:: ABOUT THIS TASK ::
Give back every record below, character for character.

[Opening GIVEN ENTRIES section]

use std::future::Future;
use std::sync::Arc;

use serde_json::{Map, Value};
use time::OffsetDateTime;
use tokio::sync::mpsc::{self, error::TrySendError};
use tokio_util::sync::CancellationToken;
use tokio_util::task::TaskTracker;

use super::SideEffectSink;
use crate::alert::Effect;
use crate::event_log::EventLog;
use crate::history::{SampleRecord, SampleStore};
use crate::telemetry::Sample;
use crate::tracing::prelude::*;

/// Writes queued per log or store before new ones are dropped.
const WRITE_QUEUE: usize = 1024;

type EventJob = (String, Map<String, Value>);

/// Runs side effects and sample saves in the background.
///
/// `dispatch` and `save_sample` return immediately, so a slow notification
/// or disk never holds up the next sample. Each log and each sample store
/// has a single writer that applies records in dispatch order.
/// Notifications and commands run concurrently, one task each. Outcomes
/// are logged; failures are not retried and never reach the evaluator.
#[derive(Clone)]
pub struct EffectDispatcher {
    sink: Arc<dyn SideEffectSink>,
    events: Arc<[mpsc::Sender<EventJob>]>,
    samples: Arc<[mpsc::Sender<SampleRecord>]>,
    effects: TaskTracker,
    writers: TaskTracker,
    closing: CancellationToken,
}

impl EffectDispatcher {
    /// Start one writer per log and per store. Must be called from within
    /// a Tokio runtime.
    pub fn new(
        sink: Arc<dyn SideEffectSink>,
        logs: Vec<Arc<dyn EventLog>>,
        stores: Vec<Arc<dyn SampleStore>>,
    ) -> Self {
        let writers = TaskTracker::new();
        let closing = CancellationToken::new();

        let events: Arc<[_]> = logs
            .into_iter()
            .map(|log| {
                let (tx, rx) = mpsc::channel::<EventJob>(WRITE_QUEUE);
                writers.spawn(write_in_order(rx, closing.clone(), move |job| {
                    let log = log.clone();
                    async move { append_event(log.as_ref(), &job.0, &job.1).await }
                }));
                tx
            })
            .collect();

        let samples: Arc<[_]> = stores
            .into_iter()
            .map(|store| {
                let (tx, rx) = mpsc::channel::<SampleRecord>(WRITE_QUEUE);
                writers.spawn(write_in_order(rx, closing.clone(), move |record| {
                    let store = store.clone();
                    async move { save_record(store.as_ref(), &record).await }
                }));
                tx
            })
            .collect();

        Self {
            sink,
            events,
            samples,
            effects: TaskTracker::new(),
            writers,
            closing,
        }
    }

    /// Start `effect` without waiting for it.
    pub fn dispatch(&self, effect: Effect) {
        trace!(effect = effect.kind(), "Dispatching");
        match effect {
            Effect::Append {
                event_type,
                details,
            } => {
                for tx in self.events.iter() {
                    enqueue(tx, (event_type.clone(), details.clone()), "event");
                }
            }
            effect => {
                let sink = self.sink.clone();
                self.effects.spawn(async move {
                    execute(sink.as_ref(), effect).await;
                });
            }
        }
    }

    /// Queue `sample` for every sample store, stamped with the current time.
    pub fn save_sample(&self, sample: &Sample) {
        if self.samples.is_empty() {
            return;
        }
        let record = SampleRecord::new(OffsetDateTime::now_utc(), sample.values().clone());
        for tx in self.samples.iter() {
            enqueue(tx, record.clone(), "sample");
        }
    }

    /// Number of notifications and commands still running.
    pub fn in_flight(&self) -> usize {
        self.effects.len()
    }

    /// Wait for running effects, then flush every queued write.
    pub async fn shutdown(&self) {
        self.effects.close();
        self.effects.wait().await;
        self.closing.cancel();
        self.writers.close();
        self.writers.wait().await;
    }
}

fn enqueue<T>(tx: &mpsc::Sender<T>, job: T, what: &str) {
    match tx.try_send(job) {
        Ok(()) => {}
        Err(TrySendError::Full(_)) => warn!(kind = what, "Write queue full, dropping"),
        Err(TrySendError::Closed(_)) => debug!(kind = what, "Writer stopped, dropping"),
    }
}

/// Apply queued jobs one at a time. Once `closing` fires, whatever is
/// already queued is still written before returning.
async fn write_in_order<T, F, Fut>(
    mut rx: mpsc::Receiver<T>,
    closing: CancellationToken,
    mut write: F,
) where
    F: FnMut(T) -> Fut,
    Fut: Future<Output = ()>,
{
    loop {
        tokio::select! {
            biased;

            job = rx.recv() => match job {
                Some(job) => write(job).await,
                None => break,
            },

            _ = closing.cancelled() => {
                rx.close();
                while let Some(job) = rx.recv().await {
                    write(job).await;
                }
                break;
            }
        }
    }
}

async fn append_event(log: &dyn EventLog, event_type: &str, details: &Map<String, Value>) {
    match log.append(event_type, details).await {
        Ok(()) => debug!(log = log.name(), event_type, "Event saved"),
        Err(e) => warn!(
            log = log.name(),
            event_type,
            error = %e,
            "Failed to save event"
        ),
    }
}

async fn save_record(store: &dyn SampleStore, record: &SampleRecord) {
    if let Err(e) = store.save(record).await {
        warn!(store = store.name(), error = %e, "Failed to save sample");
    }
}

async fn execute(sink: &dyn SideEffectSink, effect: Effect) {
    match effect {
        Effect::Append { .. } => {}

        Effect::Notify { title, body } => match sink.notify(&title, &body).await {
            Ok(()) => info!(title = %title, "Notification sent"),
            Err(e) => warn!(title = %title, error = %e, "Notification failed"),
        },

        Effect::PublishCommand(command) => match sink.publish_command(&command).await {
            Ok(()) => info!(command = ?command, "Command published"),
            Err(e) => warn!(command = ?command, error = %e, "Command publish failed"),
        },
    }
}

[Closing GIVEN ENTRIES section]

:: WRITTEN ANSWER ::
use std::future::Future;
use std::sync::Arc;

use serde_json::{Map, Value};
use time::OffsetDateTime;
use tokio::sync::mpsc::{self, error::TrySendError};
use tokio_util::sync::CancellationToken;
use tokio_util::task::TaskTracker;

use super::SideEffectSink;
use crate::alert::Effect;
use crate::event_log::EventLog;
use crate::history::{SampleRecord, SampleStore};
use crate::telemetry::Sample;
use crate::tracing::prelude::*;

/// Writes queued per log or store before new ones are dropped.
const WRITE_QUEUE: usize = 1024;

type EventJob = (String, Map<String, Value>);

/// Runs side effects and sample saves in the background.
///
/// `dispatch` and `save_sample` return immediately, so a slow notification
/// or disk never holds up the next sample. Each log and each sample store
/// has a single writer that applies records in dispatch order.
/// Notifications and commands run concurrently, one task each. Outcomes
/// are logged; failures are not retried and never reach the evaluator.
#[derive(Clone)]
pub struct EffectDispatcher {
    sink: Arc<dyn SideEffectSink>,
    events: Arc<[mpsc::Sender<EventJob>]>,
    samples: Arc<[mpsc::Sender<SampleRecord>]>,
    effects: TaskTracker,
    writers: TaskTracker,
    closing: CancellationToken,
}

impl EffectDispatcher {
    /// Start one writer per log and per store. Must be called from within
    /// a Tokio runtime.
    pub fn new(
        sink: Arc<dyn SideEffectSink>,
        logs: Vec<Arc<dyn EventLog>>,
        stores: Vec<Arc<dyn SampleStore>>,
    ) -> Self {
        let writers = TaskTracker::new();
        let closing = CancellationToken::new();

        let events: Arc<[_]> = logs
            .into_iter()
            .map(|log| {
                let (tx, rx) = mpsc::channel::<EventJob>(WRITE_QUEUE);
                writers.spawn(write_in_order(rx, closing.clone(), move |job| {
                    let log = log.clone();
                    async move { append_event(log.as_ref(), &job.0, &job.1).await }
                }));
                tx
            })
            .collect();

        let samples: Arc<[_]> = stores
            .into_iter()
            .map(|store| {
                let (tx, rx) = mpsc::channel::<SampleRecord>(WRITE_QUEUE);
                writers.spawn(write_in_order(rx, closing.clone(), move |record| {
                    let store = store.clone();
                    async move { save_record(store.as_ref(), &record).await }
                }));
                tx
            })
            .collect();

        Self {
            sink,
            events,
            samples,
            effects: TaskTracker::new(),
            writers,
            closing,
        }
    }

    /// Start `effect` without waiting for it.
    pub fn dispatch(&self, effect: Effect) {
        trace!(effect = effect.kind(), "Dispatching");
        match effect {
            Effect::Append {
                event_type,
                details,
            } => {
                for tx in self.events.iter() {
                    enqueue(tx, (event_type.clone(), details.clone()), "event");
                }
            }
            effect => {
                let sink = self.sink.clone();
                self.effects.spawn(async move {
                    execute(sink.as_ref(), effect).await;
                });
            }
        }
    }

    /// Queue `sample` for every sample store, stamped with the current time.
    pub fn save_sample(&self, sample: &Sample) {
        if self.samples.is_empty() {
            return;
        }
        let record = SampleRecord::new(OffsetDateTime::now_utc(), sample.values().clone());
        for tx in self.samples.iter() {
            enqueue(tx, record.clone(), "sample");
        }
    }

    /// Number of notifications and commands still running.
    pub fn in_flight(&self) -> usize {
        self.effects.len()
    }

    /// Wait for running effects, then flush every queued write.
    pub async fn shutdown(&self) {
        self.effects.close();
        self.effects.wait().await;
        self.closing.cancel();
        self.writers.close();
        self.writers.wait().await;
    }
}

fn enqueue<T>(tx: &mpsc::Sender<T>, job: T, what: &str) {
    match tx.try_send(job) {
        Ok(()) => {}
        Err(TrySendError::Full(_)) => warn!(kind = what, "Write queue full, dropping"),
        Err(TrySendError::Closed(_)) => debug!(kind = what, "Writer stopped, dropping"),
    }
}

/// Apply queued jobs one at a time. Once `closing` fires, whatever is
/// already queued is still written before returning.
async fn write_in_order<T, F, Fut>(
    mut rx: mpsc::Receiver<T>,
    closing: CancellationToken,
    mut write: F,
) where
    F: FnMut(T) -> Fut,
    Fut: Future<Output = ()>,
{
    loop {
        tokio::select! {
            biased;

            job = rx.recv() => match job {
                Some(job) => write(job).await,
                None => break,
            },

            _ = closing.cancelled() => {
                rx.close();
                while let Some(job) = rx.recv().await {
                    write(job).await;
                }
                break;
            }
        }
    }
}

async fn append_event(log: &dyn EventLog, event_type: &str, details: &Map<String, Value>) {
    match log.append(event_type, details).await {
        Ok(()) => debug!(log = log.name(), event_type, "Event saved"),
        Err(e) => warn!(
            log = log.name(),
            event_type,
            error = %e,
            "Failed to save event"
        ),
    }
}

async fn save_record(store: &dyn SampleStore, record: &SampleRecord) {
    if let Err(e) = store.save(record).await {
        warn!(store = store.name(), error = %e, "Failed to save sample");
    }
}

async fn execute(sink: &dyn SideEffectSink, effect: Effect) {
    match effect {
        Effect::Append { .. } => {}

        Effect::Notify { title, body } => match sink.notify(&title, &body).await {
            Ok(()) => info!(title = %title, "Notification sent"),
            Err(e) => warn!(title = %title, error = %e, "Notification failed"),
        },

        Effect::PublishCommand(command) => match sink.publish_command(&command).await {
            Ok(()) => info!(command = ?command, "Command published"),
            Err(e) => warn!(command = ?command, error = %e, "Command publish failed"),
        },
    }
}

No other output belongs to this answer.